Medical countermeasures against radiation exposure have been classified into radioprotectants, radiation mitigators and radionuclide eliminators [2]. Amifostine (Ethyol, MedImmune Oncology, Inc., Gaithersburg, MD) is approved by the U.S. Food and Drug Administration [2]. These antioxidants are classified as radioprotectants [5]. Ascorbic acid is also a potent water soluble antioxidant in biological fluids [6] and might be used as a radio-protectant that effectively scavenges reactive oxygen species (ROS) formed during radiation exposure [7]. It has been reported that ascorbic acid effectively scavenges free radicals in vitro [7]. We previously demonstrated that pretreatment of mice with orally administered ascorbic acid prevented gastrointestinal syndrome following a lethal dose of radiation [8]. There have been many reports regarding the protective effects of antioxidants given prior to exposure; however, there are few studies of successful post-exposure treatment [9].
In the present study, we investigated the effects of high-dose ascorbic acid administered to mice after radiation exposure.

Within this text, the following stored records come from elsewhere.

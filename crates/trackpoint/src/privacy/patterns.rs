//! Built-in redaction patterns.
//!
//! Form values matching any of these are masked before a `form_submit`
//! event leaves the client.

use regex::Regex;
use tracing::warn;

/// A compiled redaction pattern.
#[derive(Debug, Clone)]
pub struct RedactionPattern {
    /// Name of the pattern for identification.
    pub name: &'static str,

    /// Description of what this pattern matches.
    pub description: &'static str,

    regex: Regex,
}

impl RedactionPattern {
    /// Compile a pattern; `None` if the regex is invalid.
    #[must_use]
    pub fn new(name: &'static str, description: &'static str, pattern: &str) -> Option<Self> {
        match Regex::new(pattern) {
            Ok(regex) => Some(Self {
                name,
                description,
                regex,
            }),
            Err(e) => {
                warn!(name, error = %e, "Skipping invalid redaction pattern");
                None
            }
        }
    }

    /// Wrap an already compiled regex.
    #[must_use]
    pub fn from_regex(name: &'static str, description: &'static str, regex: Regex) -> Self {
        Self {
            name,
            description,
            regex,
        }
    }

    /// Check if the value matches this pattern.
    #[must_use]
    pub fn matches(&self, value: &str) -> bool {
        self.regex.is_match(value)
    }

    /// Replace every match with `placeholder`.
    #[must_use]
    pub fn redact(&self, value: &str, placeholder: &str) -> String {
        self.regex.replace_all(value, placeholder).into_owned()
    }
}

/// Get all built-in redaction patterns.
#[must_use]
pub fn builtin_patterns() -> Vec<RedactionPattern> {
    [
        (
            "credit_card",
            "Credit card numbers (Visa, MasterCard, Amex, Discover), optionally grouped",
            r"\b(?:4\d{3}|5[1-5]\d{2}|6(?:011|5\d{2}))(?:[- ]?\d{4}){3}\b|\b3[47]\d{2}[- ]?\d{6}[- ]?\d{5}\b",
        ),
        ("ssn", "US Social Security Numbers", r"\b\d{3}-\d{2}-\d{4}\b"),
        (
            "api_key",
            "API key and secret assignments",
            r#"(?i)(api[_-]?key|apikey|api[_-]?secret|access[_-]?token)\s*[:=]\s*['"]?[a-zA-Z0-9_-]{16,}['"]?"#,
        ),
        (
            "bearer_token",
            "Bearer authentication tokens",
            r"(?i)bearer\s+[a-zA-Z0-9_.=-]{8,}",
        ),
        (
            "aws_key",
            "AWS access key IDs",
            r"\b(?:AKIA|ABIA|ACCA|ASIA)[A-Z0-9]{16}\b",
        ),
        (
            "github_token",
            "GitHub personal access tokens and app tokens",
            r"\b(?:ghp|gho|ghu|ghs|ghr)_[a-zA-Z0-9]{36}\b",
        ),
        (
            "private_key",
            "PEM-encoded private keys",
            r"-----BEGIN (?:RSA |EC |DSA )?PRIVATE KEY-----",
        ),
    ]
    .into_iter()
    .filter_map(|(name, description, pattern)| RedactionPattern::new(name, description, pattern))
    .collect()
}
//! Envelope ingestion: validate, normalize, append.

use std::sync::Arc;

use tracing::{debug, warn};

use crate::error::{Error, Result};
use crate::event::CollectRequest;
use crate::storage::EventStore;

/// Validates incoming envelopes and appends them to the event store.
#[derive(Debug, Clone)]
pub struct IngestionService {
    store: Arc<EventStore>,
}

impl IngestionService {
    /// Create a service writing to `store`.
    #[must_use]
    pub fn new(store: Arc<EventStore>) -> Self {
        Self { store }
    }

    /// Validate one envelope and persist it, returning the stored id.
    ///
    /// Unknown and missing optional fields never cause a rejection.
    ///
    /// # Errors
    ///
    /// Returns [`Error::MissingRequiredField`] or [`Error::InvalidField`] for a
    /// rejected envelope (nothing is written), or a storage-class error if the
    /// insert fails.
    pub async fn collect(&self, request: CollectRequest) -> Result<i64> {
        let envelope = request.validate().inspect_err(|e| {
            debug!(error = %e, "Rejected envelope");
        })?;

        let store = Arc::clone(&self.store);
        let id = tokio::task::spawn_blocking(move || store.insert(&envelope))
            .await
            .map_err(|e| Error::internal(format!("insert task failed: {e}")))?
            .inspect_err(|e| warn!(error = %e, "Failed to persist event"))?;

        Ok(id)
    }
}
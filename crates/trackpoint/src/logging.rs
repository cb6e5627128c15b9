//! Logging configuration for trackpoint.
//!
//! The collector server, the query commands, and the tracking client all log
//! through `tracing`. This module installs the subscriber the binary uses.

use tracing::Level;
use tracing_subscriber::{fmt, prelude::*, EnvFilter};

/// Verbosity level for logging output.
#[derive(Debug, Clone, Copy, PartialEq, Eq, Default)]
pub enum Verbosity {
    /// Suppress all output except errors.
    Quiet,
    /// Normal output level (info and above).
    #[default]
    Normal,
    /// Verbose output (debug and above).
    Verbose,
    /// Very verbose output (trace level).
    Trace,
}

impl Verbosity {
    /// Derive verbosity from a `-v` count and a `-q` flag. Quiet wins.
    #[must_use]
    pub fn from_flags(verbose: u8, quiet: bool) -> Self {
        match (quiet, verbose) {
            (true, _) => Self::Quiet,
            (false, 0) => Self::Normal,
            (false, 1) => Self::Verbose,
            (false, _) => Self::Trace,
        }
    }

    /// Convert verbosity to a tracing level.
    #[must_use]
    pub fn to_level_filter(&self) -> Level {
        match self {
            Self::Quiet => Level::ERROR,
            Self::Normal => Level::INFO,
            Self::Verbose => Level::DEBUG,
            Self::Trace => Level::TRACE,
        }
    }

    /// The filter directive used when `RUST_LOG` is unset.
    #[must_use]
    pub fn default_directive(&self) -> String {
        let level = self.to_level_filter();
        match self {
            // request spans are only interesting when tracing
            Self::Trace => format!("trackpoint={level},tower_http={level}"),
            _ => format!("trackpoint={level}"),
        }
    }
}

/// Initialize the logging system.
///
/// Call once at startup. `RUST_LOG` takes precedence over `verbosity`.
///
/// # Examples
///
/// ```no_run
/// use trackpoint::{init_logging, logging::Verbosity};
///
/// init_logging(Verbosity::Verbose);
/// ```
pub fn init_logging(verbosity: Verbosity) {
    let env_filter = EnvFilter::try_from_default_env()
        .unwrap_or_else(|_| EnvFilter::new(verbosity.default_directive()));

    let subscriber = tracing_subscriber::registry().with(env_filter).with(
        fmt::layer()
            .with_target(true)
            .with_thread_ids(false)
            .with_file(false)
            .with_line_number(false),
    );

    // already installed in tests and embedded hosts
    let _ = subscriber.try_init();
}

/// Initialize logging for tests, warnings and errors only.
#[cfg(test)]
pub fn init_test_logging() {
    let _ = tracing_subscriber::fmt()
        .with_env_filter("warn")
        .with_test_writer()
        .try_init();
}

#[cfg(test)]
mod tests {
    use super::*;

    #[test]
    fn test_verbosity_to_level() {
        assert_eq!(Verbosity::Quiet.to_level_filter(), Level::ERROR);
        assert_eq!(Verbosity::Normal.to_level_filter(), Level::INFO);
        assert_eq!(Verbosity::Verbose.to_level_filter(), Level::DEBUG);
        assert_eq!(Verbosity::Trace.to_level_filter(), Level::TRACE);
    }

    #[test]
    fn test_verbosity_from_flags() {
        assert_eq!(Verbosity::from_flags(0, false), Verbosity::Normal);
        assert_eq!(Verbosity::from_flags(1, false), Verbosity::Verbose);
        assert_eq!(Verbosity::from_flags(3, false), Verbosity::Trace);
        assert_eq!(Verbosity::from_flags(2, true), Verbosity::Quiet);
    }

    #[test]
    fn test_default_directive() {
        assert_eq!(Verbosity::Normal.default_directive(), "trackpoint=INFO");
        assert!(Verbosity::Trace.default_directive().contains("tower_http=TRACE"));
    }

    #[test]
    fn test_verbosity_default() {
        assert_eq!(Verbosity::default(), Verbosity::Normal);
    }

    #[test]
    fn test_init_logging_with_all_verbosity_levels() {
        // only the first call installs a subscriber
        init_logging(Verbosity::Quiet);
        init_logging(Verbosity::Normal);
        init_logging(Verbosity::Verbose);
        init_logging(Verbosity::Trace);
    }

    #[test]
    fn test_init_test_logging_does_not_panic() {
        init_test_logging();
    }
}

We demonstrated that post-exposure administration of high-dose ascorbic acid (3 g/kg) reduced radiation-induced apoptosis in bone marrow cells and restored hematopoietic functions, thereby mitigating lethality in mice. In addition, post-exposure treatment with ascorbic acid was effective 24 h after irradiation. Divided post-exposure administration of ascorbic acid (1.5 g/kg × 2, immediately and 24 h after radiation, 3 g/kg in total) was also effective in treating the irradiated mice. Administration of high-dose ascorbic acid might be useful as a radioprotective therapy even after exposure.
Materials and Methods
The Ethics Committee of Animal Care and Experimentation, National Defense Medical College, Japan, approved all requests for animal treatment and the intended procedures of the present study (Permission number: 12062). Treatment of all animals was in accordance with the Arrive Guidelines for Reporting Animal Research [10] (S1 ARRIVE Checklist). Regarding the mouse survival study, we have determined that the humane endpoint occurred 60 days after irradiation. We monitored the condition of the mice every day (at 13: 00) for 60 days after irradiation. If the mice appeared to be dying due to severe weight loss (approximately >25% loss of body weight) during the monitoring period, they were euthanized with isoflurane to minimize suffering. After completion of the monitoring period (day 60 post-irradiation), mice were humanely sacrificed by lethal isoflurane anesthesia.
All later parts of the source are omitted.